Required work: Examine each line of the listing below. Copy those in which the string "header" appears.
[Data in this exercise Boundary: Start]
#![warn(clippy::cast_lossless)]
#![warn(clippy::cast_possible_truncation)]
#![warn(clippy::cast_possible_wrap)]
#![warn(clippy::cast_sign_loss)]

pub mod base_types;
mod chain;
mod error;
mod header;
mod io;
mod itx;
mod lwb;
mod metrics;
mod record;
mod replay;
mod vdev_file;
mod zilog;

pub use chain::ChainIdentity;
pub use error::AllocError;
pub use error::CommitError;
pub use error::DecodeError;
pub use error::EncodeOverflow;
pub use error::IoError;
pub use error::ParseError;
pub use error::ReplayError;
pub use header::LogHeaderPhys;
pub use io::AllocClass;
pub use io::BlockIo;
pub use io::LogAllocator;
pub use io::ReplayDispatch;
pub use io::TxgProvider;
pub use io::WriteSource;
pub use itx::Itx;
pub use itx::ItxCallback;
pub use itx::ItxOutcome;
pub use itx::ItxWrite;
pub use itx::WriteState;
pub use lwb::LwbState;
pub use metrics::ZilMetrics;
pub use record::AclRecord;
pub use record::CreateRecord;
pub use record::LogRecord;
pub use record::RecordBody;
pub use record::RecordType;
pub use record::RemoveRecord;
pub use record::RenameRecord;
pub use record::SetAttrRecord;
pub use record::TruncateRecord;
pub use record::WriteData;
pub use record::WriteRecord;
pub use replay::parse_chain;
pub use replay::ChainEntry;
pub use vdev_file::FileVdev;
pub use zilog::CommitWaiter;
pub use zilog::Zilog;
[Data in this exercise Boundary: End]
Task output:
mod header;
pub use header::LogHeaderPhys;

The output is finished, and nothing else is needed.